LiDar Intensity for Improved Dection of inundation below the Forest Canopy

Authors: Lang, Megan; McCarty, Gregory

Submitted to: Wetlands
Publication Type: Peer Reviewed Journal
Publication Acceptance Date: 6/15/2009
Publication Date: 12/15/2009
Citation: Lang, M.W., McCarty, G.W. 2009. LiDar intensity for improved detection of inundation below the forest canopy. Wetlands. 29:1166-1178.

Interpretive Summary: Historically, the value of wetlands was largely unappreciated. Wetlands within the United States have been and are continuing to disappear at a rapid rate. Efforts are being made to conserve remaining wetlands and many policies have been adopted in support of this goal. To regulate the loss, preservation, and/or restoration of wetlands and to judge the effectiveness of these efforts in preserving associated ecosystem services, wetlands must be routinely monitored. Wetland hydrology (e.g., flooding) is the most important non-biologic factor controlling where wetlands are found and what process occur in wetlands, and should therefore be a vital part of any wetland mapping or monitoring program. Watershed-scale forested wetland hydrology has been difficult to study with conventional remote sensing methods and the collection of this information on the ground is cost prohibitive. However, this information is critical to informing the wetland regulation debate (e.g., which wetlands are protected under the Clean Water Act) ongoing within the federal government. Airborne Light Detection and Ranging (LiDAR) is a new and rapidly developing technology. LiDARs are active sensors, sending and receiving their own energy. LiDARs send out short pulses of energy and these pulses illuminate very small portions of the land’s surface. LiDAR data can be used to calculate precise locations (position and elevation). LiDAR data have mainly been used to derive information on elevation. However, the intensity (strength) of the signal used to derive information on elevation has the potential to significantly improve the ability to remotely monitor forested wetland hydrology. We demonstrate the ability to map wetland hydrology with greater than 96% accuracy using LiDAR intensity data. This method was found to be substantially more accurate than what could be obtained using traditional aerial photography. Our work demonstrated that LiDAR intensity data can be a key technology for addressing the regulatory status of wetlands and measuring the delivery of ecosystem services (e.g., flood water mitigation and the reduction of pollutants).

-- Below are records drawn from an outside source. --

//! Room entry and subscriber handle types
//!
//! This module defines the per-room state stored in the registry.

use std::collections::HashMap;
use std::sync::atomic::{AtomicU64, Ordering};
use std::time::{Duration, Instant};

use bytes::Bytes;
use tokio::sync::mpsc;

/// Identifier of one relay connection
pub type ConnectionId = u64;

/// Handle the registry uses to reach one connection
///
/// Wraps the sending half of the connection's outbound queue. The queue is
/// drained by the connection's own writer task, so handing a frame to it
/// never waits on the socket.
#[derive(Debug, Clone)]
pub struct Subscriber {
    id: ConnectionId,
    tx: mpsc::Sender<Bytes>,
}

/// Result of handing a frame to one subscriber
#[derive(Debug, Clone, Copy, PartialEq, Eq)]
pub enum Delivery {
    /// Frame queued
    Queued,
    /// Queue full; frame dropped for this subscriber only
    Lagging,
    /// Connection is gone
    Closed,
}

impl Subscriber {
    /// Create a handle for connection `id`
    pub fn new(id: ConnectionId, tx: mpsc::Sender<Bytes>) -> Self {
        Self { id, tx }
    }

    /// Connection id
    pub fn id(&self) -> ConnectionId {
        self.id
    }

    /// Whether the connection's queue has been dropped
    pub fn is_closed(&self) -> bool {
        self.tx.is_closed()
    }

    pub(super) fn deliver(&self, frame: Bytes) -> Delivery {
        match self.tx.try_send(frame) {
            Ok(()) => Delivery::Queued,
            Err(mpsc::error::TrySendError::Full(_)) => Delivery::Lagging,
            Err(mpsc::error::TrySendError::Closed(_)) => Delivery::Closed,
        }
    }
}

/// Entry for a single match room
pub struct RoomEntry {
    /// Current members keyed by connection id
    members: HashMap<ConnectionId, Subscriber>,

    /// Number of publishes fanned out through this room
    published: AtomicU64,

    /// When the room was created
    pub created_at: Instant,

    /// When the last member left (None while the room has members)
    pub emptied_at: Option<Instant>,
}

impl RoomEntry {
    pub(super) fn new() -> Self {
        let now = Instant::now();
        Self {
            members: HashMap::new(),
            published: AtomicU64::new(0),
            created_at: now,
            emptied_at: Some(now),
        }
    }

    /// Add or refresh a member; returns true if it was not a member before
    pub(super) fn insert(&mut self, subscriber: Subscriber) -> bool {
        self.emptied_at = None;
        self.members.insert(subscriber.id(), subscriber).is_none()
    }

    /// Remove a member; returns true if it was present
    pub(super) fn remove(&mut self, id: ConnectionId) -> bool {
        let removed = self.members.remove(&id).is_some();
        if removed && self.members.is_empty() {
            self.emptied_at = Some(Instant::now());
        }
        removed
    }

    pub(super) fn members(&self) -> impl Iterator<Item = &Subscriber> {
        self.members.values()
    }

    pub(super) fn record_publish(&self) {
        self.published.fetch_add(1, Ordering::Relaxed);
    }

    /// Get the number of members
    pub fn member_count(&self) -> usize {
        self.members.len()
    }

    /// Check if the room has no members
    pub fn is_empty(&self) -> bool {
        self.members.is_empty()
    }

    /// Check if `id` is a member
    pub fn contains(&self, id: ConnectionId) -> bool {
        self.members.contains_key(&id)
    }

    /// How long the room has been empty, if it is
    pub fn idle_for(&self, now: Instant) -> Option<Duration> {
        self.emptied_at.map(|at| now.duration_since(at))
    }

    pub(super) fn stats(&self) -> RoomStats {
        RoomStats {
            member_count: self.member_count(),
            published: self.published.load(Ordering::Relaxed),
            age: self.created_at.elapsed(),
            idle_for: self.idle_for(Instant::now()),
        }
    }
}

/// Statistics for a room
#[derive(Debug, Clone)]
pub struct RoomStats {
    /// Number of current members
    pub member_count: usize,
    /// Publishes fanned out through this room
    pub published: u64,
    /// Time since the room was created
    pub age: Duration,
    /// Time since the room became empty
    pub idle_for: Option<Duration>,
}

#[cfg(test)]
mod tests {
    use super::*;

    #[test]
    fn test_insert_remove_tracks_emptiness() {
        let (tx, _rx) = mpsc::channel(4);
        let mut room = RoomEntry::new();
        assert!(room.is_empty());
        assert!(room.emptied_at.is_some());

        assert!(room.insert(Subscriber::new(1, tx.clone())));
        assert!(!room.insert(Subscriber::new(1, tx)));
        assert_eq!(room.member_count(), 1);
        assert!(room.emptied_at.is_none());

        assert!(room.remove(1));
        assert!(!room.remove(1));
        assert!(room.is_empty());
        assert!(room.emptied_at.is_some());
    }

    #[test]
    fn test_delivery_outcomes() {
        let (tx, rx) = mpsc::channel(1);
        let subscriber = Subscriber::new(7, tx);

        assert_eq!(subscriber.deliver(Bytes::from_static(b"a")), Delivery::Queued);
        assert_eq!(subscriber.deliver(Bytes::from_static(b"b")), Delivery::Lagging);

        drop(rx);
        assert!(subscriber.is_closed());
        assert_eq!(subscriber.deliver(Bytes::from_static(b"c")), Delivery::Closed);
    }
}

Technical Abstract: To regulate the loss, preservation, and/or restoration of wetlands and to judge the effectiveness of these regulatory efforts in preserving associated ecosystem services, wetlands must be routinely monitored. Wetland hydrology is the most important abiotic factor controlling wetland function and extent, and should therefore be a vital part of any wetland mapping or monitoring program. This information is critical to informing the wetland regulation debate (e.g., the impact of the “significant nexus” concept on the jurisdiction of the Clean Water Act) ongoing within the federal government. Broad-scale forested wetland hydrology has been difficult to study with conventional remote sensing methods and in situ data collection is resource prohibitive. Airborne Light Detection and Ranging (LiDAR) is a new and rapidly developing technology. LiDAR data have mainly been used to derive information on elevation. However, the intensity (amplitude) of the signal used to derive information on elevation has the potential to significantly improve the ability to remotely monitor forested wetland hydrology. Few studies have taken advantage of LiDAR intensity for image classification and none have demonstrated the ability of LiDAR intensity data to map and monitor hydrology in forested wetlands. A comparison between LiDAR intensity data collected during peak hydrologic expression in a series of forested wetlands on the Eastern Shore of Maryland and detailed in situ data demonstrate the strong potential of LiDAR intensity data for this application (>96% overall accuracy). The relative ability of LiDAR intensity data for forest hydrology mapping was compared with that of a false color near-infrared aerial photograph collected coincident with the LiDAR intensity (70% overall accuracy) – currently the most commonly used method for wetland mapping and a wetness index derived from a digital elevation model. The potential of LiDAR intensity data is strong for addressing the regulatory status of wetlands and measuring the delivery of ecosystem services.